The Indonesian government’s introduction of a new B35 blending is expected to increase the country’s biodiesel consumption by 25% to 13bn litres this year, according to a report by the United States Department of Agriculture (USDA).
The increase in consumption was also due to growth in diesel demand, the USDA’s Foreign Agricultural Service (FAS) Indonesia: Biofuels Annual said.
B35 reached nationwide coverage in August and the Indonesian government is preparing to increase the blending rate beyond 35%, according to the 29 September report.
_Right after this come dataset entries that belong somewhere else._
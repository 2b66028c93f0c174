//! # XOR Space Errors
//!
//! Error types for address-space operations. All variants indicate a broken
//! caller invariant rather than a recoverable simulation state.

use thiserror::Error;

/// Address-space error types.
#[derive(Debug, Error, Clone, Copy, PartialEq, Eq)]
pub enum XorSpaceError {
    /// `parent()` called on the zero-length prefix.
    #[error("the zero-length prefix has no parent")]
    RootHasNoParent,

    /// `sibling()` called on the zero-length prefix.
    #[error("the zero-length prefix has no sibling")]
    RootHasNoSibling,

    /// A prefix cannot be extended past the address width.
    #[error("prefix of {0} bits cannot be extended past the address width")]
    PrefixExhausted(usize),

    /// A bit index beyond the prefix length was addressed.
    #[error("bit index {index} out of range for prefix of {len} bits")]
    BitOutOfRange {
        /// Offending bit index.
        index: usize,
        /// Length of the prefix being indexed.
        len: usize,
    },
}
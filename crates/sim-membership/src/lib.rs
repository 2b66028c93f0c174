//! # Sim Membership
//!
//! The membership and partitioning engine of the section ageing simulator.
//!
//! ## Purpose
//!
//! Simulate the self-organizing membership protocol of a peer-to-peer
//! storage network without a real network:
//!
//! - Vaults join an XOR namespace and are grouped into sections keyed by
//!   binary address prefixes
//! - Sections elect elders (their oldest members), split as they grow and
//!   merge as they shrink
//! - Pseudo-random event hashes drive vault relocation and ageing
//! - An attack quorum test reports when colluding vaults control a section
//!
//! The engine is single-threaded and fully deterministic given a seed: one
//! `StdRng` instance, owned by the [`Network`], drives name creation, event
//! hashes and random sampling.
//!
//! ## Module Structure
//!
//! ```text
//! sim-membership/
//! ├── domain/          # Core types: Vault, Section, EventHash, invariants
//! ├── network/         # Orchestration: routing, split/merge cascades, relocation
//! ├── ports/           # API trait consumed by simulation drivers
//! └── config.rs        # Protocol constants and swappable policy knobs
//! ```
//!
//! ## Error taxonomy
//!
//! | Class | Surface |
//! |-------|---------|
//! | Refusal (age-1 join guard) | [`JoinOutcome::Disallowed`] value |
//! | Warning (stale reference, empty draw) | `tracing::warn!`, call is a no-op |
//! | Invariant violation (programmer error) | [`MembershipError`] via `Result` |

#![warn(missing_docs)]
#![warn(clippy::all)]

pub mod config;
pub mod domain;
pub mod network;
pub mod ports;

// Re-exports
pub use config::{
    MergeTrigger, QuorumRule, RelocationPick, SimConfig, GROUP_SIZE, QUORUM_DENOMINATOR,
    QUORUM_NUMERATOR, SPLIT_BUFFER, SPLIT_SIZE,
};
pub use domain::{
    cmp_eldership, invariant_elder_floor, invariant_members_match_prefix,
    invariant_trie_partition, EventHash, JoinOutcome, LifeStage, MembershipError, Section,
    SectionUpdate, Vault, ADULT_AGE_THRESHOLD, INFANT_AGE,
};
pub use network::{Network, NetworkStats};
pub use ports::MembershipApi;

/// Crate version
pub const VERSION: &str = env!("CARGO_PKG_VERSION");
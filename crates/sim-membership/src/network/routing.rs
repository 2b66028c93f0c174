//! # Trie Routing
//!
//! Resolving addresses and prefixes against the resident trie. The walk
//! starts at the zero-length prefix and extends one bit at a time, so it
//! touches at most one prefix per trie level.

use tracing::warn;

use sim_xor_space::{Address, Prefix, ADDRESS_BITS};

use super::Network;

impl Network {
    /// The resident prefix matching an address, found by extending from
    /// the root one bit at a time.
    ///
    /// `None` when no resident prefix matches; with more than one vault
    /// present that indicates a broken trie invariant and is logged.
    pub(crate) fn resolve_prefix(&self, addr: &Address) -> Option<Prefix> {
        let mut prefix = Prefix::root();
        loop {
            if self.sections.contains_key(&prefix) {
                return Some(prefix);
            }
            if prefix.len() >= ADDRESS_BITS {
                break;
            }
            match prefix.extend(addr.bit(prefix.len())) {
                Ok(next) => prefix = next,
                Err(_) => break,
            }
        }
        if self.total_vaults() > 1 {
            warn!(address = ?addr, "trie walk found no resident prefix");
        }
        None
    }

    /// The resident prefixes covering `target`'s subtree: the resident
    /// ancestor (or `target` itself) when one exists, otherwise the
    /// resident descendants. Sections at different depths may cover a
    /// neighbour's subtree after independent splits and merges.
    pub(crate) fn matching_prefixes(&self, target: &Prefix) -> Vec<Prefix> {
        let mut prefix = Prefix::root();
        loop {
            if self.sections.contains_key(&prefix) {
                return vec![prefix];
            }
            if prefix.len() >= target.len() {
                break;
            }
            let Ok(bit) = target.bit(prefix.len()) else {
                break;
            };
            let Ok(next) = prefix.extend(bit) else {
                break;
            };
            prefix = next;
        }
        self.descendant_prefixes(target)
    }

    /// Resident prefixes strictly below `target`, recursing through
    /// non-resident levels. Bounded by the address width.
    pub(crate) fn descendant_prefixes(&self, target: &Prefix) -> Vec<Prefix> {
        let mut found = Vec::new();
        let (Ok(left), Ok(right)) = (target.extend_left(), target.extend_right()) else {
            warn!(prefix = %target, "no descendants below a full-width prefix");
            return found;
        };
        match (
            self.sections.contains_key(&left),
            self.sections.contains_key(&right),
        ) {
            (true, true) => {
                found.push(left);
                found.push(right);
            }
            (true, false) => {
                found.push(left);
                found.extend(self.descendant_prefixes(&right));
            }
            (false, true) => {
                found.push(right);
                found.extend(self.descendant_prefixes(&left));
            }
            (false, false) => {
                found.extend(self.descendant_prefixes(&left));
                found.extend(self.descendant_prefixes(&right));
            }
        }
        found
    }
}
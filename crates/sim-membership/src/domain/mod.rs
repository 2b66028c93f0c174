//! # Domain Layer
//!
//! Core entities and value objects of the membership engine.

mod errors;
mod event;
mod invariants;
mod section;
mod vault;

pub use errors::MembershipError;
pub use event::{EventHash, JoinOutcome, SectionUpdate};
pub use invariants::{
    invariant_elder_floor, invariant_members_match_prefix, invariant_trie_partition,
};
pub use section::Section;
pub use vault::{cmp_eldership, LifeStage, Vault, ADULT_AGE_THRESHOLD, INFANT_AGE};
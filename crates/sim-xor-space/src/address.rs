//! # Addresses
//!
//! A vault name is a uniformly random 256-bit value. Names are compared
//! numerically; numeric order is only ever used as an arbitrary
//! deterministic tie-break, never as a metric. The metric between names is
//! [`XorDistance`].

use std::fmt;

use primitive_types::U256;
use rand::Rng;
use serde::{Deserialize, Serialize};

use crate::distance::XorDistance;

/// Width of the address space in bits.
pub const ADDRESS_BITS: usize = 256;

/// A 256-bit name in XOR space.
///
/// Immutable once created; relocation replaces the whole value rather than
/// mutating bits in place.
#[derive(Clone, Copy, PartialEq, Eq, PartialOrd, Ord, Hash, Serialize, Deserialize)]
pub struct Address(U256);

impl Address {
    /// Draw a uniformly random address from the given generator.
    pub fn random<R: Rng + ?Sized>(rng: &mut R) -> Self {
        let mut bytes = [0u8; 32];
        rng.fill_bytes(&mut bytes);
        Self(U256::from_big_endian(&bytes))
    }

    /// Construct an address from a raw 256-bit value.
    pub fn from_raw(raw: U256) -> Self {
        Self(raw)
    }

    /// The raw 256-bit value of this address.
    pub fn raw(&self) -> U256 {
        self.0
    }

    /// The `i`-th bit counted from the most significant end.
    ///
    /// Bit 0 is the first bit a prefix would match against.
    pub fn bit(&self, i: usize) -> bool {
        debug_assert!(i < ADDRESS_BITS);
        self.0.bit(ADDRESS_BITS - 1 - i)
    }

    /// XOR distance between this address and another.
    pub fn xor_distance(&self, other: &Address) -> XorDistance {
        XorDistance::new(self.0 ^ other.0)
    }

    /// The address rendered as a 256-character binary string.
    pub fn to_binary_string(&self) -> String {
        (0..ADDRESS_BITS)
            .map(|i| if self.bit(i) { '1' } else { '0' })
            .collect()
    }
}

impl fmt::Display for Address {
    fn fmt(&self, f: &mut fmt::Formatter<'_>) -> fmt::Result {
        write!(f, "{:064x}", self.0)
    }
}

impl fmt::Debug for Address {
    fn fmt(&self, f: &mut fmt::Formatter<'_>) -> fmt::Result {
        // Leading 16 hex digits identify a name well enough in logs.
        let hex = format!("{:064x}", self.0);
        write!(f, "Address({}..)", &hex[..16])
    }
}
Following a series of road tests for trucks and passenger cars last December, the government had been carrying out a test specifically designed for heavy machinery in the mining sector in May, the USDA said.
Two blend types were used in the road test: fuel with 40% fatty acid methyl ester (FAME) and fuel with 30% FAME plus 10% hydrogenation derived renewable diesel (HDRD). Higher compositions of HDRD were used in heavy machinery testing.
The government continued to support the biodiesel blending mandate programme by maintaining a financial support system put in place since 2015, the USDA said.
As part of the system, funds collected from the government’s palm oil exports levy, which is managed by the crude palm oil (CPO) fund agency, are allowed to subsidise the price difference between biodiesel and fossil diesel.
Last year, funds collected from the export levy totalled US$2.3bn, equal to the cost of the biodiesel subsidy. The levy collected in 2022 was 33% lower than in the previous year due to lower global palm oil prices and adjustments to the export levy structure.
Meanwhile, the Indonesian government continued to carry out tests for HDRD and sustainable aviation fuel (SAF), the report said.
Following the completion of a flight test for military aircraft last year, state-owned company Pertamina conducted another test of SAF in July for commercial aircraft jet engines.